Indeed, his fears proved justified. Many developing nations experienced financial crises during the 1990s. Plagued by falling commodity prices, stock prices, and exchange rates, they found themselves unable to meet foreign investors’ demands for cash repatriation. There was intense debate over the right solutions. The prevailing ‘Washington Consensus’ associated with the World Bank and the International Monetary Fund (IMF) (with dissent from economists such as Joseph Stiglitz) was that developing nations should liberalize their financial policies even more, reduce barriers to over-the-border monetary flows, avoid intervention in interest rate setting, and, more generally, curb both government and private expenditures. Indeed, those powerful international finance institutions tried to make support for troubled nations conditional upon the free-market and austerity measures they advocated. Singh adopted a contrary position. He argued (Singh 2002) that developing nations should place restraints upon cross-border financial flows, discourage speculative investment, receive from institutions such as the World Bank and the IMF help in restructuring their debts, and stimulate a return to the strong economic growth that would make them better able to manage their finances. This debate, in which Singh was an incisive participant, was a forerunner of the one that exploded, especially in Europe, following the world financial crisis that peaked in 2008.

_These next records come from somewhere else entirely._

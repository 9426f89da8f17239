// Copyright (c) 2025 Steve Wagner (ciroque@live.com)
// SPDX-License-Identifier: MIT

mod loader;
mod runtime;
mod validation;

pub mod consts;

pub use loader::{
    load_and_validate_config, load_config, Config, EngineConfig, GeneralConfig, ShutdownConfig,
};
pub use runtime::EngineSettings;
pub use validation::validate_config;
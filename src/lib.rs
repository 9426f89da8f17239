// Copyright (c) 2025 Steve Wagner (ciroque@live.com)
// SPDX-License-Identifier: MIT

pub mod backends;   // facility/detector layers
pub mod channel;    // message channel + in-process transport
pub mod config;     // config loading + run settings
pub mod engine;     // coordinator/worker state machines
pub mod errors;     // error handling
pub mod extraction; // data extraction resolver
pub mod observability;
pub mod traits;     // seams: communicator, event source, map/reduce
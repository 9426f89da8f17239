// Copyright (c) 2025 Steve Wagner (ciroque@live.com)
// SPDX-License-Identifier: MIT

use std::time::Duration;

use crate::config::consts::{DEFAULT_FRAMES_PER_EVENT, DEFAULT_SHUTDOWN_POLL_INTERVAL_MS};
use crate::config::Config;

/// Immutable run settings handed to the worker and coordinator state machines.
///
/// Built once from a validated [`Config`]; nothing in the engine mutates it.
///
/// # Examples
///
/// ```
/// use frame_reducer::config::EngineSettings;
/// use std::time::Duration;
///
/// let settings = EngineSettings::new("events=8", ["detector_data", "timestamp"])
///     .with_frames_per_event(2)
///     .with_poll_interval(Duration::from_millis(5));
///
/// assert_eq!(settings.required_data, vec!["detector_data", "timestamp"]);
/// assert_eq!(settings.frames_per_event, 2);
/// ```
#[derive(Debug, Clone, PartialEq, Eq)]
pub struct EngineSettings {
    /// Handed verbatim to the event generator
    pub source: String,
    /// Field names to extract, in order
    pub required_data: Vec<String>,
    /// Ceiling on frames processed per event
    pub frames_per_event: usize,
    /// Sleep between sweeps while waiting for shutdown confirmations
    pub poll_interval: Duration,
}

impl EngineSettings {
    pub fn new<I, S>(source: impl Into<String>, required_data: I) -> Self
    where
        I: IntoIterator<Item = S>,
        S: Into<String>,
    {
        Self {
            source: source.into(),
            required_data: required_data.into_iter().map(Into::into).collect(),
            frames_per_event: DEFAULT_FRAMES_PER_EVENT,
            poll_interval: Duration::from_millis(DEFAULT_SHUTDOWN_POLL_INTERVAL_MS),
        }
    }

    pub fn with_frames_per_event(mut self, frames_per_event: usize) -> Self {
        self.frames_per_event = frames_per_event;
        self
    }

    pub fn with_poll_interval(mut self, poll_interval: Duration) -> Self {
        self.poll_interval = poll_interval;
        self
    }
}

impl From<&Config> for EngineSettings {
    fn from(cfg: &Config) -> Self {
        Self {
            source: cfg.general.source.clone(),
            required_data: cfg.engine.required_data.clone(),
            frames_per_event: cfg.general.num_frames_in_event_to_process,
            poll_interval: Duration::from_millis(cfg.shutdown.get_poll_interval_ms()),
        }
    }
}

#[cfg(test)]
mod tests {
    use super::*;
    use crate::config::{EngineConfig, GeneralConfig, ShutdownConfig};

    #[test]
    fn test_settings_from_config() {
        let cfg = Config {
            engine: EngineConfig {
                facility_layer: "simulated".to_string(),
                detector_layer: "simulated".to_string(),
                required_data: vec!["timestamp".to_string()],
            },
            general: GeneralConfig {
                source: "events=3".to_string(),
                num_frames_in_event_to_process: 4,
                verbose: false,
            },
            shutdown: ShutdownConfig {
                poll_interval_ms: Some(10),
            },
        };

        let settings = EngineSettings::from(&cfg);
        assert_eq!(settings.source, "events=3");
        assert_eq!(settings.required_data, vec!["timestamp"]);
        assert_eq!(settings.frames_per_event, 4);
        assert_eq!(settings.poll_interval, Duration::from_millis(10));
    }

    #[test]
    fn test_new_uses_defaults() {
        let settings = EngineSettings::new("events=1", ["a"]);
        assert_eq!(settings.frames_per_event, DEFAULT_FRAMES_PER_EVENT);
        assert_eq!(
            settings.poll_interval,
            Duration::from_millis(DEFAULT_SHUTDOWN_POLL_INTERVAL_MS)
        );
    }
}
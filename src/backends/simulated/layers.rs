// Copyright (c) 2025 Steve Wagner (ciroque@live.com)
// SPDX-License-Identifier: MIT

use anyhow::bail;
use serde_json::{json, Value};

use super::source::SimFrame;
use crate::config::consts::SIMULATED_LAYER;
use crate::extraction::ExtractionLayer;

/// Facility functions: `timestamp`, `event_id`, `frame_index`.
pub fn facility_layer() -> ExtractionLayer<SimFrame, Value> {
    ExtractionLayer::new(format!("{}-facility", SIMULATED_LAYER))
        .with("timestamp", |frame: &SimFrame| Ok(json!(frame.timestamp)))
        .with("event_id", |frame: &SimFrame| Ok(json!(frame.event_id)))
        .with("frame_index", |frame: &SimFrame| Ok(json!(frame.frame_index)))
}

/// Detector functions: `detector_data`, `num_pixels`, `beam_energy`.
///
/// `detector_data` and `beam_energy` fail on corrupt frames.
pub fn detector_layer() -> ExtractionLayer<SimFrame, Value> {
    ExtractionLayer::new(format!("{}-detector", SIMULATED_LAYER))
        .with("detector_data", |frame: &SimFrame| {
            if frame.corrupt {
                bail!(
                    "detector readout of event {} frame {} is corrupt",
                    frame.event_id,
                    frame.frame_index
                );
            }
            Ok(json!(frame.pixels))
        })
        .with("num_pixels", |frame: &SimFrame| Ok(json!(frame.pixels.len())))
        .with("beam_energy", |frame: &SimFrame| {
            if frame.corrupt {
                bail!("beam energy missing for event {}", frame.event_id);
            }
            Ok(json!(frame.beam_energy))
        })
}
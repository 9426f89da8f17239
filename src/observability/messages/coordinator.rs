// Copyright (c) 2025 Steve Wagner (ciroque@live.com)
// SPDX-License-Identifier: MIT

//! Message types for the coordinator receive loop.
//!
//! This module contains message types for logging events related to:
//! * Coordinator start-up
//! * Worker completion and departure tracking
//! * Operator interrupts
//! * Receive faults that abort the group
//! * The end-of-processing summary

use crate::channel::Rank;
use crate::errors::ChannelError;
use crate::observability::messages::StructuredLog;
use std::fmt::{Display, Formatter};
use tracing::Span;

/// Coordinator entered its receive loop.
///
/// # Log Level
/// `info!` - Important operational event
pub struct CoordinatorStarted {
    pub group_size: usize,
}

impl Display for CoordinatorStarted {
    fn fmt(&self, f: &mut Formatter) -> std::fmt::Result {
        write!(
            f,
            "Coordinator started, waiting on {} worker(s)",
            self.group_size.saturating_sub(1)
        )
    }
}

impl StructuredLog for CoordinatorStarted {
    fn log(&self) {
        tracing::info!(group_size = self.group_size, "{}", self);
    }

    fn span(&self, name: &str) -> Span {
        tracing::info_span!(
            "coordinator",
            span_name = name,
            role = "coordinator",
            rank = 0usize,
            group_size = self.group_size,
        )
    }
}

/// A worker sent its end message.
///
/// # Log Level
/// `info!` - Important operational event
///
/// # Example
/// ```
/// use frame_reducer::observability::messages::coordinator::WorkerFinished;
///
/// let msg = WorkerFinished { worker: 3, completed_workers: 2, expected: 4 };
/// assert_eq!(msg.to_string(), "Finalizing 3 (2 of 4 workers finished)");
/// ```
pub struct WorkerFinished {
    pub worker: Rank,
    pub completed_workers: usize,
    pub expected: usize,
}

impl Display for WorkerFinished {
    fn fmt(&self, f: &mut Formatter) -> std::fmt::Result {
        write!(
            f,
            "Finalizing {} ({} of {} workers finished)",
            self.worker, self.completed_workers, self.expected
        )
    }
}

impl StructuredLog for WorkerFinished {
    fn log(&self) {
        tracing::info!(
            worker = self.worker,
            completed_workers = self.completed_workers,
            expected = self.expected,
            "{}", self
        );
    }

    fn span(&self, name: &str) -> Span {
        tracing::info_span!("worker_finished", span_name = name, worker = self.worker)
    }
}

/// A worker sent a second end message.
///
/// # Log Level
/// `warn!` - Potential issue or degraded behavior
pub struct DuplicateEnd {
    pub worker: Rank,
}

impl Display for DuplicateEnd {
    fn fmt(&self, f: &mut Formatter) -> std::fmt::Result {
        write!(
            f,
            "Ignoring duplicate end message from worker {}",
            self.worker
        )
    }
}

impl StructuredLog for DuplicateEnd {
    fn log(&self) {
        tracing::warn!(worker = self.worker, "{}", self);
    }

    fn span(&self, name: &str) -> Span {
        tracing::warn_span!("duplicate_end", span_name = name, worker = self.worker)
    }
}

/// An end message names a different worker than the rank that sent it.
///
/// The sender's rank is the one marked as finished.
///
/// # Log Level
/// `warn!` - Potential issue or degraded behavior
///
/// # Example
/// ```
/// use frame_reducer::observability::messages::coordinator::EndSenderMismatch;
///
/// let msg = EndSenderMismatch { sender: 1, claimed: 2 };
/// assert_eq!(
///     msg.to_string(),
///     "End message from worker 1 claims worker 2; counting worker 1 as finished"
/// );
/// ```
pub struct EndSenderMismatch {
    pub sender: Rank,
    pub claimed: Rank,
}

impl Display for EndSenderMismatch {
    fn fmt(&self, f: &mut Formatter) -> std::fmt::Result {
        write!(
            f,
            "End message from worker {} claims worker {}; counting worker {} as finished",
            self.sender, self.claimed, self.sender
        )
    }
}

impl StructuredLog for EndSenderMismatch {
    fn log(&self) {
        tracing::warn!(sender = self.sender, claimed = self.claimed, "{}", self);
    }

    fn span(&self, name: &str) -> Span {
        tracing::warn_span!("end_sender_mismatch", span_name = name, sender = self.sender)
    }
}

/// A worker confirmed its death without finishing its events.
///
/// # Log Level
/// `warn!` - Potential issue or degraded behavior
pub struct WorkerDeparted {
    pub worker: Rank,
}

impl Display for WorkerDeparted {
    fn fmt(&self, f: &mut Formatter) -> std::fmt::Result {
        write!(
            f,
            "Worker {} terminated before sending its end message",
            self.worker
        )
    }
}

impl StructuredLog for WorkerDeparted {
    fn log(&self) {
        tracing::warn!(worker = self.worker, "{}", self);
    }

    fn span(&self, name: &str) -> Span {
        tracing::warn_span!("worker_departed", span_name = name, worker = self.worker)
    }
}

/// The channel failed while the coordinator was waiting for messages.
///
/// # Log Level
/// `error!` - Failure requiring attention
pub struct ReceiveFailed<'a> {
    pub error: &'a ChannelError,
    pub processed_count: u64,
}

impl Display for ReceiveFailed<'_> {
    fn fmt(&self, f: &mut Formatter) -> std::fmt::Result {
        write!(
            f,
            "Receive failed after {} result(s): {}; aborting process group",
            self.processed_count, self.error
        )
    }
}

impl StructuredLog for ReceiveFailed<'_> {
    fn log(&self) {
        tracing::error!(
            error = %self.error,
            processed_count = self.processed_count,
            "{}", self
        );
    }

    fn span(&self, name: &str) -> Span {
        tracing::error_span!("receive_failed", span_name = name)
    }
}

/// Operator interrupt caught during the receive loop.
///
/// # Log Level
/// `info!` - Important operational event
pub struct InterruptReceived {
    pub processed_count: u64,
}

impl Display for InterruptReceived {
    fn fmt(&self, f: &mut Formatter) -> std::fmt::Result {
        write!(
            f,
            "Interrupt received after {} result(s); stopping workers",
            self.processed_count
        )
    }
}

impl StructuredLog for InterruptReceived {
    fn log(&self) {
        tracing::info!(processed_count = self.processed_count, "{}", self);
    }

    fn span(&self, name: &str) -> Span {
        tracing::info_span!("interrupt", span_name = name)
    }
}

/// Default end-of-processing summary.
///
/// # Log Level
/// `info!` - Important operational event
///
/// # Example
/// ```
/// use frame_reducer::observability::messages::coordinator::ProcessingFinished;
///
/// let msg = ProcessingFinished { processed_count: 12 };
/// assert_eq!(msg.to_string(), "Processing finished. Processed 12 events in total.");
/// ```
pub struct ProcessingFinished {
    pub processed_count: u64,
}

impl Display for ProcessingFinished {
    fn fmt(&self, f: &mut Formatter) -> std::fmt::Result {
        write!(
            f,
            "Processing finished. Processed {} events in total.",
            self.processed_count
        )
    }
}

impl StructuredLog for ProcessingFinished {
    fn log(&self) {
        tracing::info!(processed_count = self.processed_count, "{}", self);
    }

    fn span(&self, name: &str) -> Span {
        tracing::info_span!(
            "processing_finished",
            span_name = name,
            processed_count = self.processed_count,
        )
    }
}
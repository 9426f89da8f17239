// Copyright (c) 2025 Steve Wagner (ciroque@live.com)
// SPDX-License-Identifier: MIT

/// Values extracted from one frame, keyed by field name, in extraction order.
#[derive(Debug, Clone, PartialEq)]
pub struct ExtractedRecord<V> {
    fields: Vec<(String, V)>,
}

impl<V> ExtractedRecord<V> {
    pub fn new() -> Self {
        Self { fields: Vec::new() }
    }

    pub fn with_capacity(capacity: usize) -> Self {
        Self {
            fields: Vec::with_capacity(capacity),
        }
    }

    /// Insert a value, replacing an earlier value for the same field.
    pub fn insert(&mut self, field: impl Into<String>, value: V) {
        let field = field.into();
        match self.fields.iter_mut().find(|(name, _)| *name == field) {
            Some((_, existing)) => *existing = value,
            None => self.fields.push((field, value)),
        }
    }

    pub fn get(&self, field: &str) -> Option<&V> {
        self.fields
            .iter()
            .find(|(name, _)| name == field)
            .map(|(_, value)| value)
    }

    /// Remove a value and hand over ownership.
    pub fn take(&mut self, field: &str) -> Option<V> {
        let index = self.fields.iter().position(|(name, _)| name == field)?;
        Some(self.fields.remove(index).1)
    }

    pub fn contains(&self, field: &str) -> bool {
        self.get(field).is_some()
    }

    pub fn len(&self) -> usize {
        self.fields.len()
    }

    pub fn is_empty(&self) -> bool {
        self.fields.is_empty()
    }

    pub fn field_names(&self) -> impl Iterator<Item = &str> {
        self.fields.iter().map(|(name, _)| name.as_str())
    }

    pub fn iter(&self) -> impl Iterator<Item = (&str, &V)> {
        self.fields.iter().map(|(name, value)| (name.as_str(), value))
    }
}

impl<V> Default for ExtractedRecord<V> {
    fn default() -> Self {
        Self::new()
    }
}

impl<V> IntoIterator for ExtractedRecord<V> {
    type Item = (String, V);
    type IntoIter = std::vec::IntoIter<(String, V)>;

    fn into_iter(self) -> Self::IntoIter {
        self.fields.into_iter()
    }
}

Nor was this Singh’s first entry into such debates. When oil prices spiked from $13 per barrel to roughly $34 per barrel in the wake of the 1969 Iranian Revolution, and when Federal Reserve Chairman Paul Volker’s inflation-fighting measures propelled US banks’ prime lending interest rate from 9% in 1978 to 19% in 1982, among other things sharply raising the exchange rate of the benchmark US dollar, developing nations, and especially those in Latin America, were hit by crisis. That time too, the World Bank and IMF preached ‘austerity’, that is, the reduction of public sector borrowing, increased interest rates, and money supply cutbacks. Singh (1986) argued instead for wealthy nations’ forgiveness of international debts, foreign exchange controls to curb capital flight, and Keynesian measures to restore borrowing nations’ domestic prosperity. Another instrument advocated by him to benefit raw material export-dependent nations was the establishment of international cartels to stabilize commodity prices—a suggestion that even today remains seductive though immensely controversial. (For a more sceptical theoretical and empirical precursor, see Newbery and Stiglitz 1981.)
- [1] In Singh and Weisse (1998: 611), the authors attribute the ‘pecking order’ hypothesis to a 1994 paperby Corbett and Jenkinson. In fact, it dates back at least to Duesenberry (1958: 91—97), who adds appropriate caveats recognizing the opportunity cost of retained cash flow.